De : RSOE EDIS <firstname.lastname@example.org>
Envoyé : jeudi 18 avril 2019 06:40
À : Corentin Decaen <email@example.com>
Objet : RSOE EDIS – Event Report – Critical Infrastructure Disruption : [Jet Airways Airlines] New Delhi, Capital City, India, Asia
Importance : Haute
RSOE Emergency and Disaster Information Service, Budapest, Hungary
April 18th 2019 04:37 AM – Critical Infrastructure Disruption – CID-20190418-67523-IND
India’s debt-stricken Jet Airways has halted all of its operations after failing to secure emergency funding from lenders, leaving it teetering on the edge of bankruptcy. "Jet Airways is compelled to cancel all its international and domestic flights. The last flight will operate today," the airline said in a statement. Jet had asked a consortium of lenders led by the State Bank of India to urgently provide four billion rupees ($A80.3 million) but said that this had not been forthcoming. "This has been a very difficult decision but without interim funding, the airline is simply unable to conduct flight operations in a manner that delivers to the very reasonable expectations of its guests, employees, partners and service providers," it added.

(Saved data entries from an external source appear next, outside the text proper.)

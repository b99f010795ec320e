//! Class colour ramps.
//!
//! A ramp splits the span between two colours into a fixed number of
//! classes; values are then bucketed into a class by their position between
//! a minimum and maximum.

use serde::{Deserialize, Serialize};

use crate::color::Rgb;

/// Deep blue end of the water-level ramp.
pub const WATER_LEVEL_LOW: Rgb = Rgb::new(0, 0, 224);

/// Pale blue end of the water-level ramp.
pub const WATER_LEVEL_HIGH: Rgb = Rgb::new(204, 204, 255);

/// Number of classes on the water-level ramp.
pub const WATER_LEVEL_CLASSES: usize = 30;

/// Linear ramp between two colours.
#[derive(Debug, Clone, Copy, PartialEq, Eq, Serialize, Deserialize)]
pub struct ColorRamp {
    pub start: Rgb,
    pub end: Rgb,
    pub classes: usize,
}

impl Default for ColorRamp {
    fn default() -> Self {
        Self::water_level()
    }
}

impl ColorRamp {
    pub fn new(start: Rgb, end: Rgb, classes: usize) -> Self {
        Self {
            start,
            end,
            classes,
        }
    }

    /// The ramp used for water-table elevation cells.
    pub fn water_level() -> Self {
        Self::new(WATER_LEVEL_LOW, WATER_LEVEL_HIGH, WATER_LEVEL_CLASSES)
    }

    /// Same endpoints, different class count.
    pub fn with_classes(mut self, classes: usize) -> Self {
        self.classes = classes;
        self
    }

    /// One colour per class.
    ///
    /// Class `i` takes `start + i * (end - start) / classes` per channel,
    /// truncated and clamped to the endpoint range, so the last class stops
    /// one step short of `end`.
    pub fn allocate_colors(&self) -> Vec<Rgb> {
        let n = self.classes as f64;
        let channel = |lo: u8, hi: u8, i: usize| {
            let (lo, hi) = (lo as f64, hi as f64);
            let step = (hi - lo) / n;
            let value = (lo + i as f64 * step).trunc();
            value.clamp(lo.min(hi), lo.max(hi)) as u8
        };

        (0..self.classes)
            .map(|i| {
                Rgb::new(
                    channel(self.start.r, self.end.r, i),
                    channel(self.start.g, self.end.g, i),
                    channel(self.start.b, self.end.b, i),
                )
            })
            .collect()
    }

    /// Colour of `value` within `[min, max]`.
    pub fn color_for(&self, value: f64, min: f64, max: f64) -> Option<Rgb> {
        if self.classes == 0 {
            return None;
        }
        let class = determine_class(value, min, max, self.classes);
        self.allocate_colors().get(class).copied()
    }
}

/// Class index of `value` within `[min, max]` split into `classes` buckets.
///
/// Values below `min` fall in class 0 and values at or above `max` in the
/// last class. A zero-width range or NaN input yields class 0.
pub fn determine_class(value: f64, min: f64, max: f64, classes: usize) -> usize {
    if classes == 0 {
        return 0;
    }
    let position = classes as f64 * (value - min) / (max - min).abs();
    if !position.is_finite() || position <= 0.0 {
        return 0;
    }
    (position.trunc() as usize).min(classes - 1)
}

#[cfg(test)]
mod tests {
    use super::*;

    #[test]
    fn test_water_level_ramp() {
        let colors = ColorRamp::water_level().allocate_colors();
        assert_eq!(colors.len(), 30);
        assert_eq!(colors[0], Rgb::new(0, 0, 224));
        // 204/30 = 6.8 per class, 31/30 per class for blue
        assert_eq!(colors[1], Rgb::new(6, 6, 225));
        assert_eq!(colors[15], Rgb::new(102, 102, 239));
        assert_eq!(colors[29], Rgb::new(197, 197, 253));
    }

    #[test]
    fn test_descending_ramp_stays_in_range() {
        let ramp = ColorRamp::new(Rgb::new(255, 100, 0), Rgb::new(0, 100, 255), 4);
        let colors = ramp.allocate_colors();
        assert_eq!(colors[0], Rgb::new(255, 100, 0));
        assert_eq!(colors[3], Rgb::new(63, 100, 191));
    }

    #[test]
    fn test_determine_class() {
        assert_eq!(determine_class(0.0, 0.0, 30.0, 30), 0);
        assert_eq!(determine_class(15.5, 0.0, 30.0, 30), 15);
        assert_eq!(determine_class(30.0, 0.0, 30.0, 30), 29);
        assert_eq!(determine_class(99.0, 0.0, 30.0, 30), 29);
        assert_eq!(determine_class(-5.0, 0.0, 30.0, 30), 0);
        assert_eq!(determine_class(5.0, 5.0, 5.0, 30), 0);
        assert_eq!(determine_class(f64::NAN, 0.0, 1.0, 30), 0);
        assert_eq!(determine_class(1.0, 0.0, 1.0, 0), 0);
    }

    #[test]
    fn test_color_for() {
        let ramp = ColorRamp::water_level();
        assert_eq!(ramp.color_for(150.0, 150.0, 210.0), Some(WATER_LEVEL_LOW));
        assert_eq!(ramp.color_for(210.0, 150.0, 210.0), Some(Rgb::new(197, 197, 253)));
        assert_eq!(ramp.with_classes(0).color_for(1.0, 0.0, 2.0), None);
    }
}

Jet Airways’ collapse comes just weeks after Icelandic budget airline WOW Air suddenly ceased all operations, stranding thousands of passengers across two continents. Jet Airways was once India’s second-biggest by market share but is on the brink of collapse with debts of more than $1.4 billion. Jet was operating just five planes on Wednesday because it could not pay its bills, down from a fleet of more than 120 at its peak. The carrier has canceled hundreds of flights in recent weeks, stranding thousands of passengers. It has repeatedly defaulted on loans and failed to pay staff in recent months. The consortium took control of Jet in March, pledging to give $304 million in "immediate funding support" as part of a debt resolution plan. A collapse of Jet, and the loss of more than 20,000 jobs would deal a blow to Prime Minister Narendra Modi’s pro-business reputation as he seeks a second term in ongoing national elections. Jet CEO Vinay Dube paid tribute to the staff in an email to employees and said the airline "must be given another chance" to fly. But analysts said buyers would be reluctant to buy a grounded airline that had lost most of its airport slots. "Is someone willing to take the risk to give this comatose body an electric jolt? I don’t see it happening. At best it might come back in a smaller role," said Devesh Agarwal, editor of Bangalore Aviation.